* _EXERCISE PROMPT_
Copy every line of the data that includes the string "AllScroll".

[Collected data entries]

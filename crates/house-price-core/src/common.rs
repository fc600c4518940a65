// crates/house-price-core/src/common.rs
use crate::model::Regressor;
use crate::predictor::Predictor;
use crate::schema::NUMERIC_FEATURES;
use serde::{Deserialize, Serialize};

/// Simple aggregate statistics for loaded artifacts.
///
/// Returned by [`Predictor::stats`].
#[derive(Debug, Clone, Copy, PartialEq, Eq, Serialize, Deserialize)]
pub struct ArtifactStats {
    pub columns: usize,
    pub numeric_features: usize,
    pub locations: usize,
}

impl<M: Regressor> Predictor<M> {
    pub fn stats(&self) -> ArtifactStats {
        ArtifactStats {
            columns: self.columns().len(),
            numeric_features: NUMERIC_FEATURES,
            locations: self.locations().len(),
        }
    }
}
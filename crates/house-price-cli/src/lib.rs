//! house-price-cli
//! ===============
//!
//! Command-line launcher for the house price estimator.
//!
//! This crate primarily provides a binary (`house-price`). We include a small
//! library target so that docs render an overview page.
//!
//! Quick start
//! -----------
//!
//! ```text
//! house-price --help
//! house-price check
//! house-price launch
//! house-price predict --location hebbal --sqft 1200 --bath 2 --bhk 3
//! ```
//!
//! For programmatic access to the predictor, use the [`house-price-core`]
//! crate directly.
#![cfg_attr(docsrs, feature(doc_cfg))]

// This library target intentionally exposes no API; the binary is the primary
// deliverable.
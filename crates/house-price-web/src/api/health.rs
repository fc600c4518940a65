use axum::{routing::get, Router};

/// Health check
pub async fn health_handler() -> String {
    "healthy".to_string()
}

pub fn router() -> Router {
    Router::new().route("/health", get(health_handler))
}
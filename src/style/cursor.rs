/// Cursor shapes a hosted surface can request.
#[derive(Debug, Clone, Copy, PartialEq, Eq)]
pub enum Cursor {
    Default,
    None,
    ContextMenu,
    Help,
    Pointer,
    Progress,
    Wait,
    Cell,
    Crosshair,
    Text,
    VerticalText,
    Alias,
    Copy,
    Move,
    NoDrop,
    NotAllowed,
    Grab,
    Grabbing,
    EResize,
    NResize,
    NeResize,
    NwResize,
    SResize,
    SeResize,
    SwResize,
    WResize,
    EwResize,
    NsResize,
    NeswResize,
    NwseResize,
    ColResize,
    RowResize,
    AllScroll,
    ZoomIn,
    ZoomOut,
    /// A surface-provided bitmap, see `CursorImage`.
    Custom,
}

impl Cursor {
    /// Maps a CSS cursor keyword. Unknown names fall back to `Default`.
    pub fn from_name(name: &str) -> Self {
        match name {
            "none" => Self::None,
            "context-menu" => Self::ContextMenu,
            "help" => Self::Help,
            "pointer" | "hand" => Self::Pointer,
            "progress" => Self::Progress,
            "wait" => Self::Wait,
            "cell" => Self::Cell,
            "crosshair" => Self::Crosshair,
            "text" => Self::Text,
            "vertical-text" => Self::VerticalText,
            "alias" => Self::Alias,
            "copy" => Self::Copy,
            "move" => Self::Move,
            "no-drop" => Self::NoDrop,
            "not-allowed" => Self::NotAllowed,
            "grab" => Self::Grab,
            "grabbing" => Self::Grabbing,
            "e-resize" => Self::EResize,
            "n-resize" => Self::NResize,
            "ne-resize" => Self::NeResize,
            "nw-resize" => Self::NwResize,
            "s-resize" => Self::SResize,
            "se-resize" => Self::SeResize,
            "sw-resize" => Self::SwResize,
            "w-resize" => Self::WResize,
            "ew-resize" => Self::EwResize,
            "ns-resize" => Self::NsResize,
            "nesw-resize" => Self::NeswResize,
            "nwse-resize" => Self::NwseResize,
            "col-resize" => Self::ColResize,
            "row-resize" => Self::RowResize,
            "all-scroll" => Self::AllScroll,
            "zoom-in" => Self::ZoomIn,
            "zoom-out" => Self::ZoomOut,
            "custom" => Self::Custom,
            _ => Self::Default,
        }
    }
}
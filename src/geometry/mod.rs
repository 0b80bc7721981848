use glam::Vec2;

mod anchor;

pub use anchor::*;

#[derive(Clone, Copy, Debug, Default, PartialEq)]
pub struct Point {
    pub x: f32,
    pub y: f32,
}

impl Point {
    pub const ZERO: Self = Self { x: 0.0, y: 0.0 };

    pub const fn new(x: f32, y: f32) -> Self {
        Self { x, y }
    }

    pub fn is_finite(self) -> bool {
        self.x.is_finite() && self.y.is_finite()
    }

    pub fn to_vec2(self) -> Vec2 {
        Vec2::new(self.x, self.y)
    }

    pub fn from_vec2(v: Vec2) -> Self {
        Self { x: v.x, y: v.y }
    }

    pub fn offset(self, dx: f32, dy: f32) -> Self {
        Self::new(self.x + dx, self.y + dy)
    }
}

impl std::ops::Add for Point {
    type Output = Point;

    fn add(self, rhs: Self) -> Self::Output {
        Point::from_vec2(self.to_vec2() + rhs.to_vec2())
    }
}

impl std::ops::Sub for Point {
    type Output = Point;

    fn sub(self, rhs: Self) -> Self::Output {
        Point::from_vec2(self.to_vec2() - rhs.to_vec2())
    }
}

#[derive(Clone, Copy, Debug, Default, PartialEq)]
pub struct Size {
    pub width: f32,
    pub height: f32,
}

impl Size {
    pub const ZERO: Self = Self {
        width: 0.0,
        height: 0.0,
    };

    /// Negative extents collapse to zero.
    pub fn new(width: f32, height: f32) -> Self {
        Self {
            width: width.max(0.0),
            height: height.max(0.0),
        }
    }

    pub fn is_finite(self) -> bool {
        self.width.is_finite() && self.height.is_finite()
    }

    pub fn is_empty(self) -> bool {
        self.width <= 0.0 || self.height <= 0.0
    }

    pub fn to_vec2(self) -> Vec2 {
        Vec2::new(self.width, self.height)
    }
}

/// Rectangle in a parent's coordinate space.
#[derive(Clone, Copy, Debug, Default, PartialEq)]
pub struct Rect {
    pub x: f32,
    pub y: f32,
    pub width: f32,
    pub height: f32,
}

impl Rect {
    pub const ZERO: Self = Self {
        x: 0.0,
        y: 0.0,
        width: 0.0,
        height: 0.0,
    };

    /// Negative extents collapse to an empty rectangle at the same origin.
    pub fn new(x: f32, y: f32, width: f32, height: f32) -> Self {
        Self {
            x,
            y,
            width: width.max(0.0),
            height: height.max(0.0),
        }
    }

    pub fn from_origin_size(origin: Point, size: Size) -> Self {
        Self::new(origin.x, origin.y, size.width, size.height)
    }

    pub fn is_finite(&self) -> bool {
        self.x.is_finite()
            && self.y.is_finite()
            && self.width.is_finite()
            && self.height.is_finite()
    }

    pub fn origin(&self) -> Point {
        Point::new(self.x, self.y)
    }

    pub fn size(&self) -> Size {
        Size::new(self.width, self.height)
    }

    pub fn right(&self) -> f32 {
        self.x + self.width
    }

    pub fn bottom(&self) -> f32 {
        self.y + self.height
    }

    pub fn center(&self) -> Point {
        Point::new(self.x + self.width * 0.5, self.y + self.height * 0.5)
    }

    pub fn is_empty(&self) -> bool {
        self.width <= 0.0 || self.height <= 0.0
    }

    /// Half-open containment: the right and bottom edges are outside.
    pub fn contains(&self, point: Point) -> bool {
        point.x >= self.x && point.x < self.right() && point.y >= self.y && point.y < self.bottom()
    }

    pub fn offset(&self, dx: f32, dy: f32) -> Self {
        Self {
            x: self.x + dx,
            y: self.y + dy,
            ..*self
        }
    }

    pub fn with_origin(&self, origin: Point) -> Self {
        Self {
            x: origin.x,
            y: origin.y,
            ..*self
        }
    }

    pub fn with_size(&self, size: Size) -> Self {
        Self::new(self.x, self.y, size.width, size.height)
    }

    pub fn intersect(&self, other: &Rect) -> Rect {
        let left = self.x.max(other.x);
        let top = self.y.max(other.y);
        let right = self.right().min(other.right());
        let bottom = self.bottom().min(other.bottom());
        Rect::new(left, top, right - left, bottom - top)
    }

    pub fn inset(&self, insets: Insets) -> Rect {
        Rect::new(
            self.x + insets.left,
            self.y + insets.top,
            self.width - insets.left - insets.right,
            self.height - insets.top - insets.bottom,
        )
    }

    /// Scales the rectangle about `anchor`, keeping `anchor` fixed.
    pub fn scaled_about(&self, anchor: Point, scale_x: f32, scale_y: f32) -> Rect {
        let anchor = anchor.to_vec2();
        let scale = Vec2::new(scale_x, scale_y);
        let origin = anchor - (anchor - self.origin().to_vec2()) * scale;
        let size = self.size().to_vec2() * scale;
        Rect::new(origin.x, origin.y, size.x, size.y)
    }
}

/// Per-edge shrink of a rectangle.
#[derive(Clone, Copy, Debug, Default, PartialEq)]
pub struct Insets {
    pub top: f32,
    pub left: f32,
    pub bottom: f32,
    pub right: f32,
}

impl Insets {
    pub const ZERO: Self = Self {
        top: 0.0,
        left: 0.0,
        bottom: 0.0,
        right: 0.0,
    };

    pub const fn new(top: f32, left: f32, bottom: f32, right: f32) -> Self {
        Self {
            top,
            left,
            bottom,
            right,
        }
    }

    pub const fn uniform(value: f32) -> Self {
        Self::new(value, value, value, value)
    }

    pub fn is_finite(&self) -> bool {
        self.top.is_finite()
            && self.left.is_finite()
            && self.bottom.is_finite()
            && self.right.is_finite()
    }
}

#[cfg(test)]
mod tests {
    use super::*;

    #[test]
    fn negative_extent_collapses_to_empty() {
        let rect = Rect::new(10.0, 20.0, -5.0, 30.0);
        assert_eq!(rect.width, 0.0);
        assert_eq!(rect.height, 30.0);
        assert!(rect.is_empty());
    }

    #[test]
    fn inset_shrinks_each_edge() {
        let rect = Rect::new(0.0, 0.0, 100.0, 50.0);
        let clipped = rect.inset(Insets::new(5.0, 10.0, 15.0, 20.0));
        assert_eq!(clipped, Rect::new(10.0, 5.0, 70.0, 30.0));
    }

    #[test]
    fn intersect_of_disjoint_rects_is_empty() {
        let a = Rect::new(0.0, 0.0, 10.0, 10.0);
        let b = Rect::new(20.0, 20.0, 10.0, 10.0);
        assert!(a.intersect(&b).is_empty());
        assert_eq!(
            a.intersect(&Rect::new(5.0, 5.0, 10.0, 10.0)),
            Rect::new(5.0, 5.0, 5.0, 5.0)
        );
    }

    #[test]
    fn scaled_about_keeps_anchor_fixed() {
        let rect = Rect::new(100.0, 50.0, 200.0, 100.0);
        let scaled = rect.scaled_about(rect.center(), 0.5, 0.5);
        assert_eq!(scaled, Rect::new(150.0, 75.0, 100.0, 50.0));
        assert_eq!(scaled.center(), rect.center());
    }

    #[test]
    fn contains_excludes_far_edges() {
        let rect = Rect::new(0.0, 0.0, 10.0, 10.0);
        assert!(rect.contains(Point::new(0.0, 0.0)));
        assert!(rect.contains(Point::new(9.9, 9.9)));
        assert!(!rect.contains(Point::new(10.0, 5.0)));
    }
}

* _REPLY TO THE EXERCISE_
    AllScroll,
            "all-scroll" => Self::AllScroll,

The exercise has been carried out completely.